On questioning how she dealt with these accusations of being false, Patricia said she faced the ignorance head on “And what should I sound like? I made them realise they were insinuating that black people could not – and should not – be well-spoken, educated and classy.”
“They made me feel like a sell out for not sounding ‘like I should.’ They insinuated that I was trying to be something I am not and that I should be ashamed of myself for it”
Though Patricia handled this situation perfectly, my reaction to not sounding “brown” enough differs and has naturally always been to apologise and explain this is simply how I speak. Ironically, this has always been because I have never thought I sounded “white” or “posh” as I have always felt Bengali – a box I was being pushed out of..
When researching for this piece and trying to seek successful British Southern Asian women and creatives who have dealt with these experiences, I honestly found it hard to find any. As someone who is immersed and informed in the zeitgeist of creatives, especially those upcoming and of colour, it wasn’t that I wasn’t looking.
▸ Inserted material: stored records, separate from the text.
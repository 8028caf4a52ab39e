//! REST API routes module: the reasoning surface, tenant LLM config, and
//! health checks (§6), nested under `/api/v1` plus the OpenAPI endpoints.

pub mod health;
pub mod sessions;
pub mod tenant_llm_config;

use axum::{response::IntoResponse, routing::get, Json, Router};
use utoipa::OpenApi;

use crate::openapi::ApiDoc;
use crate::state::AppState;

pub use sessions::create_router as sessions_router;
pub use tenant_llm_config::create_router as tenant_llm_config_router;

async fn openapi_json() -> impl IntoResponse {
    Json(ApiDoc::openapi())
}

#[cfg(feature = "openapi")]
async fn openapi_yaml() -> impl IntoResponse {
    use axum::http::{header, StatusCode};

    match ApiDoc::openapi().to_yaml() {
        Ok(yaml) => (
            StatusCode::OK,
            [(header::CONTENT_TYPE, "text/yaml")],
            yaml,
        ),
        Err(e) => (
            StatusCode::INTERNAL_SERVER_ERROR,
            [(header::CONTENT_TYPE, "text/plain")],
            format!("failed to generate YAML: {e}"),
        ),
    }
}

/// Create the complete API router: `/api/v1/reasoning/*`, tenant LLM config,
/// unauthenticated health checks, and OpenAPI docs.
pub fn create_api_router(state: AppState) -> Router {
    let api_routes = Router::new()
        .nest("/reasoning", sessions::create_router())
        .nest("/tenants", tenant_llm_config::create_router())
        .layer(axum::middleware::from_fn_with_state(
            crate::middleware::AuthMiddlewareState::new(state.auth_config.clone()),
            crate::middleware::auth_middleware,
        ));

    let mut router = Router::new()
        .nest("/api/v1", api_routes)
        .nest("/health", health::create_router())
        .route("/openapi.json", get(openapi_json))
        .with_state(state.clone());

    #[cfg(feature = "openapi")]
    {
        router = router.route("/openapi.yaml", get(openapi_yaml));
    }

    #[cfg(feature = "swagger-ui")]
    {
        use utoipa_swagger_ui::SwaggerUi;
        router = router.merge(
            SwaggerUi::new("/swagger-ui").url("/openapi.json", ApiDoc::openapi()),
        );
    }

    let rate_limit_state = crate::middleware::RateLimitState::new(state.api_config.clone());
    router.layer(axum::middleware::from_fn_with_state(
        rate_limit_state,
        crate::middleware::rate_limit_middleware,
    ))
}

#[cfg(test)]
mod tests {
    #[test]
    fn route_modules_compile() {
        let _ = super::sessions::create_router;
        let _ = super::tenant_llm_config::create_router;
        let _ = super::health::create_router;
    }
}
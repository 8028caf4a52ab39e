//! API-layer configuration: CORS and rate limiting.
//!
//! Everything the reasoning engine itself needs (database, embedding
//! endpoint, default LLM routing, observability sink, secret cipher key) is
//! [`reasoning_core::ReasoningConfig`] - this struct only covers settings
//! specific to sitting behind HTTP.

use std::time::Duration;

#[derive(Debug, Clone)]
pub struct ApiConfig {
    pub cors_origins: Vec<String>,
    pub cors_allow_credentials: bool,
    pub cors_max_age_secs: u64,

    pub rate_limit_enabled: bool,
    pub rate_limit_unauthenticated: u32,
    pub rate_limit_authenticated: u32,
    pub rate_limit_window: Duration,
}

impl Default for ApiConfig {
    fn default() -> Self {
        Self {
            cors_origins: Vec::new(),
            cors_allow_credentials: false,
            cors_max_age_secs: 86400,
            rate_limit_enabled: true,
            rate_limit_unauthenticated: 60,
            rate_limit_authenticated: 600,
            rate_limit_window: Duration::from_secs(60),
        }
    }
}

impl ApiConfig {
    /// Environment variables:
    /// - `REASONING_API_CORS_ORIGINS`: comma-separated allowed origins (empty = allow all)
    /// - `REASONING_API_CORS_ALLOW_CREDENTIALS`: "true"/"false" (default false)
    /// - `REASONING_API_CORS_MAX_AGE_SECS` (default 86400)
    /// - `REASONING_API_RATE_LIMIT_ENABLED`: "true"/"false" (default true)
    /// - `REASONING_API_RATE_LIMIT_UNAUTHENTICATED` requests/minute per IP (default 60)
    /// - `REASONING_API_RATE_LIMIT_AUTHENTICATED` requests/minute per tenant (default 600)
    pub fn from_env() -> Self {
        let cors_origins = std::env::var("REASONING_API_CORS_ORIGINS")
            .ok()
            .map(|s| {
                s.split(',')
                    .map(|o| o.trim().to_string())
                    .filter(|o| !o.is_empty())
                    .collect()
            })
            .unwrap_or_default();

        let cors_allow_credentials = std::env::var("REASONING_API_CORS_ALLOW_CREDENTIALS")
            .ok()
            .map(|s| s.eq_ignore_ascii_case("true"))
            .unwrap_or(false);

        let cors_max_age_secs = std::env::var("REASONING_API_CORS_MAX_AGE_SECS")
            .ok()
            .and_then(|s| s.parse().ok())
            .unwrap_or(86400);

        let rate_limit_enabled = std::env::var("REASONING_API_RATE_LIMIT_ENABLED")
            .ok()
            .map(|s| !s.eq_ignore_ascii_case("false"))
            .unwrap_or(true);

        let rate_limit_unauthenticated = std::env::var("REASONING_API_RATE_LIMIT_UNAUTHENTICATED")
            .ok()
            .and_then(|s| s.parse().ok())
            .unwrap_or(60);

        let rate_limit_authenticated = std::env::var("REASONING_API_RATE_LIMIT_AUTHENTICATED")
            .ok()
            .and_then(|s| s.parse().ok())
            .unwrap_or(600);

        Self {
            cors_origins,
            cors_allow_credentials,
            cors_max_age_secs,
            rate_limit_enabled,
            rate_limit_unauthenticated,
            rate_limit_authenticated,
            rate_limit_window: Duration::from_secs(60),
        }
    }

    pub fn is_origin_allowed(&self, origin: &str) -> bool {
        if self.cors_origins.is_empty() {
            return true;
        }
        self.cors_origins.iter().any(|allowed| allowed == origin)
    }
}

/// HTTP settings for the two external collaborators the graph calls out
/// to: the ontology/graph-tools service and the data service. Bit-level
/// wire details of both are out of scope (§1) - this only covers where to
/// reach them.
#[derive(Debug, Clone)]
pub struct CollaboratorConfig {
    pub graph_tools_base_url: String,
    pub graph_tools_api_key: String,
    pub graph_tools_timeout_ms: u64,

    pub data_service_base_url: String,
    pub data_service_api_key: String,
    pub data_service_timeout_ms: u64,
}

impl CollaboratorConfig {
    /// Environment variables:
    /// - `REASONING_GRAPH_TOOLS_BASE_URL` / `_API_KEY` / `_TIMEOUT_MS` (default 10000)
    /// - `REASONING_DATA_SERVICE_BASE_URL` / `_API_KEY` / `_TIMEOUT_MS` (default 10000)
    pub fn from_env() -> reasoning_core::ReasoningResult<Self> {
        use reasoning_core::{ConfigError, ReasoningError};

        let required = |name: &str| {
            std::env::var(name).map_err(|_| {
                ReasoningError::Config(ConfigError::MissingRequired { field: name.to_string() })
            })
        };
        let timeout_ms = |name: &str, default: u64| {
            std::env::var(name).ok().and_then(|s| s.parse().ok()).unwrap_or(default)
        };

        Ok(Self {
            graph_tools_base_url: required("REASONING_GRAPH_TOOLS_BASE_URL")?,
            graph_tools_api_key: std::env::var("REASONING_GRAPH_TOOLS_API_KEY").unwrap_or_default(),
            graph_tools_timeout_ms: timeout_ms("REASONING_GRAPH_TOOLS_TIMEOUT_MS", 10_000),

            data_service_base_url: required("REASONING_DATA_SERVICE_BASE_URL")?,
            data_service_api_key: std::env::var("REASONING_DATA_SERVICE_API_KEY").unwrap_or_default(),
            data_service_timeout_ms: timeout_ms("REASONING_DATA_SERVICE_TIMEOUT_MS", 10_000),
        })
    }
}

#[cfg(test)]
mod tests {
    use super::*;

    #[test]
    fn defaults_allow_any_origin() {
        let config = ApiConfig::default();
        assert!(config.is_origin_allowed("https://anything.example"));
    }

    #[test]
    fn configured_origins_are_exact_match() {
        let mut config = ApiConfig::default();
        config.cors_origins = vec!["https://tenant.example".to_string()];
        assert!(config.is_origin_allowed("https://tenant.example"));
        assert!(!config.is_origin_allowed("https://evil.example"));
    }
}
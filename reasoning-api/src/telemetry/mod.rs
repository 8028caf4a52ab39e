//! Structured logging bootstrap for the API layer (§10.4).

pub mod tracer;

pub use tracer::{init_tracer, shutdown_tracer, TelemetryConfig};
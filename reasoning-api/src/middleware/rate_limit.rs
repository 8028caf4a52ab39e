//! Per-key fixed-window rate limiting.
//!
//! Grounded on the teacher's `governor`+`dashmap` rate limiter, but
//! reimplemented over a plain `Mutex<HashMap>` fixed window: this crate's
//! dependency stack (§10.1, per workspace `Cargo.toml`) doesn't carry
//! `governor`/`dashmap`, and a fixed window is all a single-process API
//! boundary needs.

use axum::{
    extract::{ConnectInfo, Request, State},
    http::{HeaderValue, StatusCode},
    middleware::Next,
    response::{IntoResponse, Response},
    Json,
};
use std::collections::HashMap;
use std::net::{IpAddr, SocketAddr};
use std::sync::{Arc, Mutex};
use std::time::{Duration, Instant};

use crate::auth::AuthContext;
use crate::config::ApiConfig;

#[derive(Debug, Clone, Hash, Eq, PartialEq)]
pub enum RateLimitKey {
    Ip(IpAddr),
    Tenant(String),
}

struct Window {
    started_at: Instant,
    count: u32,
}

#[derive(Clone)]
pub struct RateLimitState {
    config: Arc<ApiConfig>,
    windows: Arc<Mutex<HashMap<RateLimitKey, Window>>>,
}

impl RateLimitState {
    pub fn new(config: Arc<ApiConfig>) -> Self {
        Self {
            config,
            windows: Arc::new(Mutex::new(HashMap::new())),
        }
    }

    /// Returns `Err(retry_after_secs)` when `key` has exceeded its quota for
    /// the current window.
    fn check(&self, key: RateLimitKey, limit: u32) -> Result<(), u64> {
        let mut windows = self.windows.lock().expect("rate limit lock poisoned");
        let now = Instant::now();
        let entry = windows.entry(key).or_insert_with(|| Window {
            started_at: now,
            count: 0,
        });

        if now.duration_since(entry.started_at) >= self.config.rate_limit_window {
            entry.started_at = now;
            entry.count = 0;
        }

        if entry.count >= limit {
            let retry_after = self
                .config
                .rate_limit_window
                .saturating_sub(now.duration_since(entry.started_at))
                .as_secs()
                .max(1);
            return Err(retry_after);
        }

        entry.count += 1;
        Ok(())
    }
}

pub struct RateLimitError {
    pub retry_after: u64,
}

impl IntoResponse for RateLimitError {
    fn into_response(self) -> Response {
        let body = serde_json::json!({
            "code": 1003,
            "message": "rate limit exceeded",
            "data": null,
            "trace_id": null,
        });
        let mut response = (StatusCode::TOO_MANY_REQUESTS, Json(body)).into_response();
        response.headers_mut().insert(
            "retry-after",
            HeaderValue::from_str(&self.retry_after.to_string())
                .unwrap_or_else(|_| HeaderValue::from_static("60")),
        );
        response
    }
}

fn client_ip(request: &Request, fallback: SocketAddr) -> IpAddr {
    request
        .headers()
        .get("x-forwarded-for")
        .and_then(|h| h.to_str().ok())
        .and_then(|v| v.split(',').next())
        .and_then(|ip| ip.trim().parse().ok())
        .unwrap_or_else(|| fallback.ip())
}

pub async fn rate_limit_middleware(
    State(state): State<RateLimitState>,
    ConnectInfo(addr): ConnectInfo<SocketAddr>,
    request: Request,
    next: Next,
) -> Result<Response, RateLimitError> {
    if !state.config.rate_limit_enabled {
        return Ok(next.run(request).await);
    }

    let (key, limit) = match request.extensions().get::<AuthContext>() {
        Some(auth) => (
            RateLimitKey::Tenant(auth.tenant_id.to_string()),
            state.config.rate_limit_authenticated,
        ),
        None => (
            RateLimitKey::Ip(client_ip(&request, addr)),
            state.config.rate_limit_unauthenticated,
        ),
    };

    state
        .check(key, limit)
        .map_err(|retry_after| RateLimitError { retry_after })?;

    Ok(next.run(request).await)
}

#[cfg(test)]
mod tests {
    use super::*;

    #[test]
    fn allows_requests_under_the_limit() {
        let config = Arc::new(ApiConfig {
            rate_limit_window: Duration::from_secs(60),
            ..ApiConfig::default()
        });
        let state = RateLimitState::new(config);
        let key = RateLimitKey::Ip("127.0.0.1".parse().unwrap());
        assert!(state.check(key.clone(), 2).is_ok());
        assert!(state.check(key.clone(), 2).is_ok());
        assert!(state.check(key, 2).is_err());
    }
}
//! Audit callback plumbing for LLM invocations.
//!
//! Every call site through [`crate::invoke_json`] or
//! [`crate::summarize_with_context`] invokes the callback exactly twice:
//! once before dispatch (`PromptSent`) and once after, success or failure
//! (`ResponseReceived`). Callback errors are swallowed - an audit sink must
//! never be able to fail a reasoning run.

use std::fmt;
use std::sync::Arc;

/// One of the two audit events emitted per LLM call.
#[derive(Debug, Clone)]
pub enum AuditEvent {
    /// Emitted before the request is dispatched.
    PromptSent {
        provider: String,
        model: String,
        system_prompt: Option<String>,
        user_payload: serde_json::Value,
    },
    /// Emitted after the request completes, whether it succeeded or not.
    ResponseReceived {
        provider: String,
        model: String,
        content: Option<String>,
        error: Option<String>,
        fallback_used: bool,
    },
}

/// A callback invoked for each [`AuditEvent`]. Typically backed by the
/// trace sink's `emit` (`llm_prompt_sent` / `llm_response_received`).
pub type AuditCallback = Arc<dyn Fn(AuditEvent) + Send + Sync>;

/// An audit callback that does nothing - useful for tests and for the
/// `finalize` node's summary call when no trace context is available.
pub fn noop_audit_callback() -> AuditCallback {
    Arc::new(|_event| {})
}

impl fmt::Display for AuditEvent {
    fn fmt(&self, f: &mut fmt::Formatter<'_>) -> fmt::Result {
        match self {
            AuditEvent::PromptSent { provider, model, .. } => {
                write!(f, "prompt_sent(provider={}, model={})", provider, model)
            }
            AuditEvent::ResponseReceived {
                provider,
                model,
                error,
                ..
            } => write!(
                f,
                "response_received(provider={}, model={}, error={:?})",
                provider, model, error
            ),
        }
    }
}

#[cfg(test)]
mod tests {
    use super::*;
    use std::sync::atomic::{AtomicUsize, Ordering};

    #[test]
    fn noop_callback_accepts_any_event_without_panicking() {
        let cb = noop_audit_callback();
        cb(AuditEvent::PromptSent {
            provider: "deepseek".to_string(),
            model: "deepseek-reasoner".to_string(),
            system_prompt: None,
            user_payload: serde_json::json!({}),
        });
    }

    #[test]
    fn callback_can_count_invocations() {
        let count = Arc::new(AtomicUsize::new(0));
        let counter = count.clone();
        let cb: AuditCallback = Arc::new(move |_event| {
            counter.fetch_add(1, Ordering::SeqCst);
        });
        cb(AuditEvent::PromptSent {
            provider: "qwen".to_string(),
            model: "qwen-max".to_string(),
            system_prompt: None,
            user_payload: serde_json::json!({}),
        });
        cb(AuditEvent::ResponseReceived {
            provider: "qwen".to_string(),
            model: "qwen-max".to_string(),
            content: Some("ok".to_string()),
            error: None,
            fallback_used: false,
        });
        assert_eq!(count.load(Ordering::SeqCst), 2);
    }
}
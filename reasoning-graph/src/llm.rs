//! Thin routing wrapper over `reasoning-llm`'s two invocation primitives,
//! adding typed-JSON deserialization at the node boundary.

use crate::types::DataPlan;
use reasoning_core::{LlmError, ReasoningError, ReasoningResult};
use reasoning_llm::{invoke_json, summarize_with_context, AuditCallback, LlmInvocation, OpenAiCompatibleClient};
use serde::de::DeserializeOwned;
use serde_json::Value;

/// Which client/provider/model an invocation should route through.
pub struct LlmRouting<'a> {
    pub client: &'a OpenAiCompatibleClient,
    pub provider: &'a str,
    pub model: &'a str,
}

impl<'a> LlmRouting<'a> {
    fn invocation(&self) -> LlmInvocation<'_> {
        LlmInvocation {
            client: self.client,
            provider: self.provider,
            model: self.model,
        }
    }
}

/// `invoke_json` plus a typed decode of the resulting object. Any failure
/// at this node boundary - transport, provider, or schema mismatch - is
/// reported as `LlmError::DecisionFailed` tagged with `task` (§8 scenario
/// 4), the same wrapping the original applies around its own `_invoke_json`
/// helper.
pub async fn invoke_typed_json<T: DeserializeOwned>(
    routing: &LlmRouting<'_>,
    task: &str,
    system_prompt: &str,
    user_payload: &Value,
    schema_hint: &Value,
    audit_cb: &AuditCallback,
) -> ReasoningResult<T> {
    let invocation = routing.invocation();
    let value = invoke_json(&invocation, system_prompt, user_payload, schema_hint, audit_cb)
        .await
        .map_err(|e| {
            ReasoningError::Llm(LlmError::DecisionFailed {
                task: task.to_string(),
                reason: e.to_string(),
            })
        })?;
    serde_json::from_value(value).map_err(|e| {
        ReasoningError::Llm(LlmError::DecisionFailed {
            task: task.to_string(),
            reason: format!("schema mismatch: {e}"),
        })
    })
}

/// The executors' shared plan-typed invocation.
pub async fn invoke_plan_json(
    routing: &LlmRouting<'_>,
    task: &str,
    system_prompt: &str,
    user_payload: &Value,
    schema_hint: &Value,
    audit_cb: &AuditCallback,
) -> ReasoningResult<DataPlan> {
    invoke_typed_json(routing, task, system_prompt, user_payload, schema_hint, audit_cb).await
}

/// `finalize`'s plain-text summary call.
pub async fn summarize(
    routing: &LlmRouting<'_>,
    query: &str,
    ontology: &Value,
    selected_task: &Value,
    audit_cb: &AuditCallback,
) -> ReasoningResult<String> {
    let invocation = routing.invocation();
    summarize_with_context(&invocation, query, ontology, selected_task, audit_cb).await
}
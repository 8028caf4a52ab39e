//! Tenant & System Runtime Config (§10.5) - a process-wide, hot-reloadable
//! cache for the external observability sink's connection details, plus the
//! per-tenant `audit_payload_max_chars` override layered under it.
//!
//! Grounded on the `original_source` runtime-config service: one row holds
//! the live sink config, readers get a cheap in-memory clone, and a
//! fingerprint (never the key material) tells callers when a cached
//! external-sink client needs rebuilding.

use crate::repository::ReasoningRepository;
use reasoning_core::{ReasoningResult, SystemRuntimeConfig, TenantId, AUDIT_PAYLOAD_MAX_CHARS_MIN};
use std::sync::Mutex;

/// Falls back to this when a tenant has no [`reasoning_core::TenantRuntimeConfig`]
/// row of its own. Comfortably inside `[AUDIT_PAYLOAD_MAX_CHARS_MIN, MAX]`.
pub const DEFAULT_AUDIT_PAYLOAD_MAX_CHARS: i32 = 20_000;

/// A `Mutex`-guarded cache of [`SystemRuntimeConfig`], refreshed on demand.
///
/// One instance is shared process-wide (constructed once in `reasoning-api`'s
/// app state); every [`crate::trace_sink::TraceSink`] reads through it rather
/// than hitting the database on every trace emission.
pub struct RuntimeConfigCache {
    repo: ReasoningRepository,
    cached: Mutex<SystemRuntimeConfig>,
}

impl RuntimeConfigCache {
    /// Loads the current row; fails if none has been seeded yet.
    pub async fn load(repo: ReasoningRepository) -> ReasoningResult<Self> {
        let config = repo.get_system_runtime_config().await?;
        Ok(Self {
            repo,
            cached: Mutex::new(config),
        })
    }

    /// The last value loaded - does not touch the database.
    pub fn current(&self) -> SystemRuntimeConfig {
        self.cached.lock().expect("runtime config lock poisoned").clone()
    }

    /// Reload from the database unconditionally and replace the cache.
    /// Callers that only care about "has it changed" should compare
    /// [`SystemRuntimeConfig::fingerprint`] against [`Self::current`] first.
    pub async fn refresh(&self) -> ReasoningResult<SystemRuntimeConfig> {
        let fresh = self.repo.get_system_runtime_config().await?;
        *self.cached.lock().expect("runtime config lock poisoned") = fresh.clone();
        Ok(fresh)
    }

    /// The effective `audit_payload_max_chars` for `tenant_id`: the tenant's
    /// own override if one exists, otherwise [`DEFAULT_AUDIT_PAYLOAD_MAX_CHARS`].
    pub async fn audit_payload_max_chars_for(&self, tenant_id: TenantId) -> ReasoningResult<i32> {
        match self.repo.get_tenant_runtime_config(tenant_id).await? {
            Some(cfg) => Ok(cfg.audit_payload_max_chars),
            None => Ok(DEFAULT_AUDIT_PAYLOAD_MAX_CHARS),
        }
    }
}

#[cfg(test)]
mod tests {
    use super::*;

    #[test]
    fn default_budget_is_within_bounds() {
        assert!(DEFAULT_AUDIT_PAYLOAD_MAX_CHARS >= AUDIT_PAYLOAD_MAX_CHARS_MIN);
    }
}
/// 3. `select_anchor_ontologies`.
pub async fn select_anchor_ontologies(
    state: &mut GraphState,
    deps: &GraphDeps<'_>,
) -> ReasoningResult<NodeOutcome> {
    const SYSTEM_PROMPT: &str = "Choose the anchor ontology to start reasoning from, and \
        optionally a target ontology to traverse to, from these scored candidates.";

    let top20: Vec<_> = state.ontology_candidates.iter().take(20).collect();
    let user_payload = serde_json::json!({
        "candidates": top20,
        "preferred_code": state.preferred_anchor_code,
    });
    let schema_hint = serde_json::json!({
        "input_ontology_codes": ["string"],
        "target_ontology_codes": ["string"],
    });

    let selection: AnchorSelection = invoke_typed_json(
        &deps.llm,
        "select_anchor_ontologies",
        SYSTEM_PROMPT,
        &user_payload,
        &schema_hint,
        &deps.audit_cb,
    )
    .await?;

    let chosen = selection
        .input_ontology_codes
        .first()
        .cloned()
        .or_else(|| state.ontology_candidates.first().map(|c| c.code.clone()));

    let chosen = match chosen {
        Some(code) => code,
        None => {
            return Ok(NodeOutcome::Waiting(PendingQuestion::Clarification {
                reason: "no_ontology_match".to_string(),
                payload: serde_json::json!({}),
            }))
        }
    };

    let ontology_detail = match deps.graph_tools.get_ontology_details(&chosen).await {
        Ok(detail) => detail,
        Err(_) => {
            return Ok(NodeOutcome::Waiting(PendingQuestion::Clarification {
                reason: "anchor_ontology_missing".to_string(),
                payload: serde_json::json!({ "code": chosen }),
            }))
        }
    };

    if let Some(target) = selection.target_ontology_codes.first() {
        if target != &chosen
            && state.preferred_anchor_code.is_none()
            && state.traversal_state.can_traverse_to(target)
        {
            return Ok(NodeOutcome::Waiting(PendingQuestion::TraversalConfirmation {
                from_code: chosen,
                to_code: target.clone(),
            }));
        }
    }

    deps.trace.emit(
        "select_anchor_ontologies",
        "ontology_selected",
        serde_json::json!({ "code": chosen }),
    ).await;

    state
        .plan_state
        .insert("input_ontology".to_string(), serde_json::json!(chosen));
    state.selected_ontology_code = Some(chosen);
    state.selected_ontology = Some(ontology_detail);
    Ok(NodeOutcome::Continue)
}

/// 4. `inspect_ontology`.
pub async fn inspect_ontology(state: &mut GraphState, deps: &GraphDeps<'_>) -> ReasoningResult<NodeOutcome> {
    let anchor = state
        .selected_ontology
        .clone()
        .expect("select_anchor_ontologies must run first");

    if anchor.capabilities.is_empty() && anchor.object_properties.is_empty() {
        return Ok(NodeOutcome::Waiting(PendingQuestion::Clarification {
            reason: "no_executable_resource".to_string(),
            payload: serde_json::json!({ "code": anchor.code }),
        }));
    }

    const SYSTEM_PROMPT: &str = "Given an ontology's capabilities and object properties, decide \
        which single resource to execute for the user's query.";
    let user_payload = serde_json::json!({
        "query": state.user_input,
        "capabilities": anchor.capabilities,
        "object_properties": anchor.object_properties,
    });
    let schema_hint = serde_json::json!({
        "action": "execute_capability|execute_object_property",
        "capability_code": "string?",
        "object_property_code": "string?",
        "reason": "string?",
    });

    let decision: InspectDecision = invoke_typed_json(
        &deps.llm,
        "inspect_ontology",
        SYSTEM_PROMPT,
        &user_payload,
        &schema_hint,
        &deps.audit_cb,
    )
    .await?;

    let use_capability = !anchor.capabilities.is_empty() && decision.action == InspectAction::ExecuteCapability;

    let (task_type, chosen_code) = if use_capability {
        let code = decision
            .capability_code
            .or_else(|| anchor.capabilities.first().cloned())
            .ok_or_else(|| {
                ReasoningError::Engine(EngineError::NoExecutableResource {
                    code: anchor.code.clone(),
                })
            })?;
        deps.graph_tools.get_capability_details(&code).await?;
        (TaskType::Capability, code)
    } else {
        let code = decision
            .object_property_code
            .or_else(|| anchor.object_properties.first().cloned())
            .ok_or_else(|| {
                ReasoningError::Engine(EngineError::NoExecutableResource {
                    code: anchor.code.clone(),
                })
            })?;
        deps.graph_tools.get_object_property_details(&code).await?;
        (TaskType::ObjectProperty, code)
    };

    deps.trace.emit(
        "inspect_ontology",
        "task_planned",
        serde_json::json!({ "task_type": task_type.to_string(), "code": chosen_code }),
    ).await;

    state
        .plan_state
        .insert("chosen_resource_code".to_string(), serde_json::json!(chosen_code));
    state.task_type = Some(task_type);
    Ok(NodeOutcome::Continue)
}
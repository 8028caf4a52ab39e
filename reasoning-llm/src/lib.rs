//! reasoning-llm - the LLM Client
//!
//! Two primitives the reasoning engine calls through: `invoke_json` (typed
//! chat -> strict JSON) and `summarize_with_context` (typed chat -> plain
//! text, used only at `finalize`). Both audit every call via a callback.

mod audit;
mod invoke;
mod json_extract;
mod providers;

pub use audit::{noop_audit_callback, AuditCallback, AuditEvent};
pub use invoke::{invoke_json, summarize_with_context, LlmInvocation};
pub use json_extract::extract_json_object;
pub use providers::{ChatMessage, OpenAiCompatibleClient};
//! Shared application state for Axum routers.

use std::sync::Arc;

use axum::extract::FromRef;
use reasoning_core::ReasoningConfig;
use reasoning_storage::{HttpDataServiceClient, HttpGraphToolAgent, ReasoningRepository, RuntimeConfigCache, TenantConfigResolver};

use crate::auth::AuthConfig;
use crate::config::ApiConfig;

/// Application-wide state shared across all routes.
#[derive(Clone)]
pub struct AppState {
    pub repo: ReasoningRepository,
    pub runtime_config: Arc<RuntimeConfigCache>,
    pub tenant_config: Arc<TenantConfigResolver>,
    pub graph_tools: Arc<HttpGraphToolAgent>,
    pub data_client: Arc<HttpDataServiceClient>,
    pub reasoning_config: Arc<ReasoningConfig>,
    pub api_config: Arc<ApiConfig>,
    pub auth_config: Arc<AuthConfig>,
    pub start_time: std::time::Instant,
}

crate::impl_from_ref!(ReasoningRepository, repo);
crate::impl_from_ref!(Arc<RuntimeConfigCache>, runtime_config);
crate::impl_from_ref!(Arc<TenantConfigResolver>, tenant_config);
crate::impl_from_ref!(Arc<HttpGraphToolAgent>, graph_tools);
crate::impl_from_ref!(Arc<HttpDataServiceClient>, data_client);
crate::impl_from_ref!(Arc<ReasoningConfig>, reasoning_config);
crate::impl_from_ref!(Arc<ApiConfig>, api_config);
crate::impl_from_ref!(Arc<AuthConfig>, auth_config);
crate::impl_from_ref!(std::time::Instant, start_time);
It was a question of whether these women or their work had ever been published in any format, and if they were at a stage where they wanted to discuss this topic.
I believe it was more of the latter, they did not want to discuss it; but all that was shown in the laguna of these voices was that they simply were not here. Is it because they are lazy or they do not care for the arts? Or is it because hundreds of women of colour fall into the popular narrative of not sounding “good enough” and as a consequence, not feeling so? It may be an amalgamation of reasons but it definitely seems that those who are in a position to give opportunities, instead of hearing what these women have to say, only hear the hurdle of cutting through an accent. Who’s the lazy one now?
So am I fortunate for sounding the way I do? Of course. Do I feel guilty? Yes, as it makes me question who has been denied an opportunity due to the type of sound coming out of their mouth. Am I grateful? No. I don’t believe all I have in my career or personal life is due to my accent not sounding like Apu from The Simpsons. Nor do I think I should pay tribute for something which I should not be judged on in the first place. I am grateful however to still look like I do. I may sound like a white girl and get a seat at the table, but my surroundings have allowed me to not experience life as one. This only makes me contribute instead for those who are not yet next to me. Someone better be listening.